Eine Gleichung mit vielen Unbekannten

Luque: Am Flughafen Silvio Pettirossi wurden zwei Waffen in einem Paket gefunden, was aus den USA kam. Die Luftfahrtbehörde hielt den Fall unter Verschluss. Die Polizei sollte außen vor bleiben.

Am vergangenen Freitag wurde bekannt, dass ein Scanner in einer Fracht aus den USA zwei zerlegte Waffen entdeckte. Der Absender, die Firma Frontliner. Der Kurierdienst, der die Waffen an einen gewissen Miguel Ángel Marín Rojas liefern sollte, gehört unter anderem dem Sohn des aktuellen Sportministers und Ex-Tennislegende Victor Pecci.

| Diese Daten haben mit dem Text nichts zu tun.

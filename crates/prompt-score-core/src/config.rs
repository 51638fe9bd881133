//! Configuration loading and discovery.
//!
//! This module provides configuration file discovery by:
//! 1. Walking up from the current directory to find project config
//! 2. Loading user config from XDG config directory
//! 3. Merging with sensible defaults
//!
//! # Supported formats
//!
//! The following configuration file formats are supported:
//! - TOML (`.toml`)
//! - YAML (`.yaml`, `.yml`)
//! - JSON (`.json`)
//!
//! # Config file locations (in order of precedence, highest first):
//! - `prompt-score.<ext>` in current directory or any parent
//! - `.prompt-score.<ext>` in current directory or any parent
//! - `~/.config/prompt-score/config.<ext>` (user config)
//!
//! Where `<ext>` is one of: `toml`, `yaml`, `yml`, `json`
//!
//! When multiple files exist in the same directory, all are merged via figment.
//! Later extensions override earlier: toml < yaml < yml < json.
//!
//! # Example
//! ```no_run
//! use camino::Utf8PathBuf;
//! use prompt_score_core::config::{Config, ConfigLoader};
//!
//! let cwd = std::env::current_dir().unwrap();
//! let cwd = Utf8PathBuf::try_from(cwd).expect("current directory is not valid UTF-8");
//! let (config, _sources) = ConfigLoader::new()
//!     .with_project_search(&cwd)
//!     .load()
//!     .unwrap();
//! ```

use camino::{Utf8Path, Utf8PathBuf};
use figment::Figment;
use figment::providers::{Env, Format, Json, Serialized, Toml, Yaml};
use serde::{Deserialize, Serialize};

use crate::error::{ConfigError, ConfigResult};
use crate::input::{DEFAULT_MAX_INPUT_BYTES, DEFAULT_MIN_PROMPT_CHARS, InputPolicy};
use crate::lexicon::{Lexicon, LexiconConfig};
use crate::scoring::ScoringEngine;

/// The configuration for prompt-score.
///
/// Deserialized from config files found during discovery (TOML, YAML, or JSON)
/// and `PROMPT_SCORE_*` environment variables.
#[derive(Debug, Clone, Default, Deserialize, Serialize, PartialEq)]
#[serde(default)]
pub struct Config {
    /// Log level for the application (e.g., "debug", "info", "warn", "error").
    pub log_level: LogLevel,
    /// Directory for JSONL log files (falls back to platform defaults if unset).
    pub log_dir: Option<Utf8PathBuf>,
    /// Minimum prompt length in characters (default: 10).
    pub min_prompt_chars: Option<usize>,
    /// Maximum input size in bytes (default: 5 MiB).
    ///
    /// Omit to use the default. Use `disable_input_limit` to remove the
    /// limit entirely.
    pub max_input_bytes: Option<usize>,
    /// Disable the input size limit entirely.
    ///
    /// When `true`, `max_input_bytes` is ignored and no size check is performed.
    #[serde(default)]
    pub disable_input_limit: bool,
    /// Minimum acceptable total score. Scoring below it is a failure.
    pub fail_under: Option<u8>,
    /// Extra lexicon entries appended to the built-in word lists.
    pub lexicon: Option<LexiconConfig>,
}

impl Config {
    /// Input policy derived from the configured limits.
    pub fn input_policy(&self) -> InputPolicy {
        let max_bytes = if self.disable_input_limit {
            None
        } else {
            Some(self.max_input_bytes.unwrap_or(DEFAULT_MAX_INPUT_BYTES))
        };
        InputPolicy {
            min_chars: self.min_prompt_chars.unwrap_or(DEFAULT_MIN_PROMPT_CHARS),
            max_bytes,
        }
    }

    /// Reject values deserialization alone cannot rule out.
    pub fn validate(&self) -> ConfigResult<()> {
        match self.fail_under {
            Some(value) if value > 100 => Err(ConfigError::OutOfRange {
                field: "fail_under",
                value: u64::from(value),
                max: 100,
            }),
            _ => Ok(()),
        }
    }

    /// Build a scoring engine over the built-in lexicon plus configured entries.
    pub fn scoring_engine(&self) -> ConfigResult<ScoringEngine> {
        let lexicon = match self.lexicon {
            Some(ref extra) => Lexicon::extended(extra)?,
            None => Lexicon::default(),
        };
        Ok(ScoringEngine::new(lexicon))
    }
}
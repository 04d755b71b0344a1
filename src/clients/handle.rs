use std::time::Duration;

use crate::probe::PING_ROUTE;
use crate::Result;

/// An initialized client handle bound to one upstream service's base URL.
///
/// Construction is pure and infallible; the handle carries its own HTTP
/// client and the service-wide request timeout. Handles are shared read-only
/// by all consumers for the lifetime of the process; there is no teardown.
#[derive(Debug, Clone)]
pub struct ClientHandle {
    http: reqwest::Client,
    base_url: String,
    timeout: Duration,
}

impl ClientHandle {
    pub fn new(base_url: &str, timeout: Duration) -> Self {
        Self {
            http: reqwest::Client::new(),
            base_url: base_url.to_string(),
            timeout,
        }
    }

    pub fn base_url(&self) -> &str {
        &self.base_url
    }

    /// Bounded GET on the service's ping route.
    pub async fn ping(&self) -> Result<()> {
        let url = format!("{}{}", self.base_url, PING_ROUTE);
        self.http
            .get(url)
            .timeout(self.timeout)
            .send()
            .await?
            .error_for_status()?;
        Ok(())
    }
}

#[cfg(test)]
mod tests {
    use super::*;

    #[test]
    fn test_handle_construction() {
        let handle = ClientHandle::new("http://data.local:59880", Duration::from_millis(2500));
        assert_eq!(handle.base_url(), "http://data.local:59880");
    }
}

Miguel Ángel Marín Rojas hätte das Paket am Flughafen abholen sollen. Die zivile Luftfahrtbehörde (Dinac) versuchte den Fall zu verheimlichen und kontaktierte nur die Dimabel, die Abteilung für Munition der paraguayischen Streitkräfte. Jetzt, wo der Fall publik ist, wird vonseiten der Dinac alle Verantwortung auf die Dimabel abgewälzt, die den Fall der Staatsanwaltschaft und der Polizei hätte melden sollen.

Lorenzo Orué, Berater des Dinac Präsidenten, Luis Aguirre, sagte bei einem Interview, dass für das Anzeigen die Dimabel zuständig gewesen wäre. Der Leiter der Dimabel, General Enrique Caballero, erklärte dass eine Ermittlung gegen den Kurierdienst eingeleitet wurde, da Waffenschmuggel vorliegt. Jedes dieser Kaliber 5.56 Gewehre kostet rund 11.000 US-Dollar auf dem Schwarzmarkt.

Falls sich doch noch eine Behörde dazu animieren sollte den Fall anzuzeigen, könnte die Staatsanwaltschaft auch ermitteln. Weder der Sportminister noch sein Sohn Guilano oder ein Repräsentant der Versender standen für ein Gespräch bereit.